§ **WORK REQUIRED**:
Given the records below, would you repeat exactly the lines that begin at the one containing "the TOML file" and end at the one containing "must consist of", inclusive?

§ **RECORDS FOR THIS EXERCISE**:
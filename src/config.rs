use crate::expression::Vocabulary;
use serde::{Deserialize, Serialize};
use std::fs;
use std::path::Path;
use thiserror::Error;

/// Dataset identifier that earns no scoring bonus.
pub const DEFAULT_DATASET: &str = "MNIST (Default)";

#[derive(Error, Debug)]
pub enum ConfigError {
    #[error("Failed to read configuration file: {0}")]
    FileReadError(#[from] std::io::Error),
    #[error("Failed to parse configuration: {0}")]
    ParseError(#[from] toml::de::Error),
    #[error("Invalid configuration: {0}")]
    ValidationError(String),
}

/// Parameters of the evolutionary search, handed to the engine on every call.
#[derive(Deserialize, Serialize, Debug, Clone, PartialEq)]
#[serde(default)]
pub struct EvolutionConfig {
    pub population_size: usize,
    /// Generation number at which a run is finished
    pub generations: usize,
    pub mutation_rate: f64,
    pub crossover_rate: f64,
    /// Number of top candidates copied unchanged into the next generation
    pub elitism: usize,
    /// Maximum nesting depth of freshly generated expressions
    pub max_complexity: usize,
    /// Opaque dataset name, only its identity affects scoring
    pub dataset: String,
}

impl Default for EvolutionConfig {
    fn default() -> Self {
        Self {
            population_size: 20,
            generations: 15,
            mutation_rate: 0.3,
            crossover_rate: 0.5,
            elitism: 3,
            max_complexity: 4,
            dataset: DEFAULT_DATASET.to_string(),
        }
    }
}

/// Settings of the driver loop around the engine.
#[derive(Deserialize, Serialize, Debug, Clone, PartialEq)]
#[serde(default)]
pub struct SimulationConfig {
    /// Delay between two generation transitions
    pub tick_rate_ms: u64,
    /// Maximum number of retained log entries
    pub log_capacity: usize,
    pub leaderboard_size: usize,
    /// Seed for a reproducible run, a random one is used when absent
    pub seed: Option<u64>,
    /// Where to write the JSON run export, if anywhere
    pub export_path: Option<String>,
}

impl Default for SimulationConfig {
    fn default() -> Self {
        Self {
            tick_rate_ms: 1200,
            log_capacity: 101,
            leaderboard_size: 10,
            seed: None,
            export_path: None,
        }
    }
}

#[derive(Deserialize, Serialize, Debug, Clone, Default, PartialEq)]
#[serde(default)]
pub struct Config {
    pub evolution: EvolutionConfig,
    pub vocabulary: Vocabulary,
    pub simulation: SimulationConfig,
}

impl Config {
    /// Loads a configuration from a TOML file, missing tables and keys take their defaults.
    ///
    /// # Arguments
    /// * `path` - Path to the TOML file
    ///
    /// # Returns
    /// * `Result<Self, ConfigError>`
    pub fn load(path: &Path) -> Result<Self, ConfigError> {
        let content = fs::read_to_string(path)?;
        let config: Config = toml::from_str(&content)?;
        Ok(config)
    }

    /// Checks the ranges the engine relies on its driver to enforce.
    pub fn validate(&self) -> Result<(), ConfigError> {
        let evo = &self.evolution;
        if evo.population_size < 1 {
            return invalid("population_size must be at least 1");
        }
        if evo.generations < 1 {
            return invalid("generations must be at least 1");
        }
        if !(0.0..=1.0).contains(&evo.mutation_rate) {
            return invalid(format!("mutation_rate {} is outside [0, 1]", evo.mutation_rate));
        }
        if !(0.0..=1.0).contains(&evo.crossover_rate) {
            return invalid(format!(
                "crossover_rate {} is outside [0, 1]",
                evo.crossover_rate
            ));
        }
        if evo.elitism > evo.population_size {
            return invalid(format!(
                "elitism ({}) cannot exceed population_size ({})",
                evo.elitism, evo.population_size
            ));
        }
        if evo.max_complexity < 1 {
            return invalid("max_complexity must be at least 1");
        }

        let vocab = &self.vocabulary;
        if vocab.functions.is_empty() {
            return invalid("vocabulary needs at least one function");
        }
        let names = vocab
            .functions
            .iter()
            .chain(&vocab.parameters)
            .chain(std::iter::once(&vocab.variable));
        for name in names {
            if name.is_empty() || !name.chars().all(|c| c.is_ascii_alphabetic()) {
                return invalid(format!(
                    "vocabulary symbol '{}' must consist of ASCII letters only",
                    name
                ));
            }
        }
        if vocab.parameters.contains(&vocab.variable) {
            return invalid(format!(
                "variable '{}' is also declared as a parameter",
                vocab.variable
            ));
        }
        if vocab
            .functions
            .iter()
            .any(|f| *f == vocab.variable || vocab.parameters.contains(f))
        {
            return invalid("function names must differ from terminal names");
        }

        let sim = &self.simulation;
        if sim.log_capacity < 1 {
            return invalid("log_capacity must be at least 1");
        }
        if sim.leaderboard_size < 1 {
            return invalid("leaderboard_size must be at least 1");
        }
        Ok(())
    }
}

fn invalid(msg: impl Into<String>) -> Result<(), ConfigError> {
    Err(ConfigError::ValidationError(msg.into()))
}
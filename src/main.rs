use activation_forge::config::Config;
use activation_forge::export::{write_export_to_json, RunExport};
use activation_forge::simulation::Simulation;
use std::env;
use std::path::Path;
use std::process;
use std::thread;
use std::time::Duration;

fn main() {
    env_logger::init();
    log::info!("Booting Activation Forge...");

    // 1. Load and Validate Configuration
    let config_path = env::args().nth(1).unwrap_or_else(|| "config.toml".to_string());
    let config = match Config::load(Path::new(&config_path)) {
        Ok(c) => c,
        Err(e) => {
            log::error!("Failed to load configuration '{}': {}", config_path, e);
            process::exit(1);
        }
    };

    if let Err(e) = config.validate() {
        log::error!("Invalid configuration: {}", e);
        process::exit(1);
    }
    log::info!("Configuration loaded and validated.");

    // 2. Run the Simulation, one generation per tick
    let tick = Duration::from_millis(config.simulation.tick_rate_ms);
    let export_path = config.simulation.export_path.clone();
    let mut simulation = Simulation::new(config);

    log::info!("--- Starting Evolution ---");
    simulation.start();
    while simulation.is_running() {
        thread::sleep(tick);
        simulation.tick();
    }

    // 3. Report the Leaderboard
    log::info!("--- Evolution Complete ---");
    println!("Top formulas:");
    for (i, candidate) in simulation.leaderboard().entries().iter().enumerate() {
        println!(
            "[Rank {:>2}] {:<40} score {:.4}  accuracy {:.4}  loss {:.4}  ({})",
            i + 1,
            candidate.expression(),
            candidate.score(),
            candidate.accuracy(),
            candidate.loss(),
            candidate.id()
        );
    }

    // 4. Export
    if let Some(path) = export_path {
        let export = RunExport::from_simulation(&simulation);
        match write_export_to_json(&export, Path::new(&path)) {
            Ok(()) => log::info!("Run exported to '{}'.", path),
            Err(e) => {
                log::error!("Failed to export run: {}", e);
                process::exit(1);
            }
        }
    }
}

§ **RESPONSE BOX**:
    /// * `path` - Path to the TOML file
    ///
    /// # Returns
    /// * `Result<Self, ConfigError>`
    pub fn load(path: &Path) -> Result<Self, ConfigError> {
        let content = fs::read_to_string(path)?;
        let config: Config = toml::from_str(&content)?;
        Ok(config)
    }

    /// Checks the ranges the engine relies on its driver to enforce.
    pub fn validate(&self) -> Result<(), ConfigError> {
        let evo = &self.evolution;
        if evo.population_size < 1 {
            return invalid("population_size must be at least 1");
        }
        if evo.generations < 1 {
            return invalid("generations must be at least 1");
        }
        if !(0.0..=1.0).contains(&evo.mutation_rate) {
            return invalid(format!("mutation_rate {} is outside [0, 1]", evo.mutation_rate));
        }
        if !(0.0..=1.0).contains(&evo.crossover_rate) {
            return invalid(format!(
                "crossover_rate {} is outside [0, 1]",
                evo.crossover_rate
            ));
        }
        if evo.elitism > evo.population_size {
            return invalid(format!(
                "elitism ({}) cannot exceed population_size ({})",
                evo.elitism, evo.population_size
            ));
        }
        if evo.max_complexity < 1 {
            return invalid("max_complexity must be at least 1");
        }

        let vocab = &self.vocabulary;
        if vocab.functions.is_empty() {
            return invalid("vocabulary needs at least one function");
        }
        let names = vocab
            .functions
            .iter()
            .chain(&vocab.parameters)
            .chain(std::iter::once(&vocab.variable));
        for name in names {
            if name.is_empty() || !name.chars().all(|c| c.is_ascii_alphabetic()) {
                return invalid(format!(
                    "vocabulary symbol '{}' must consist of ASCII letters only",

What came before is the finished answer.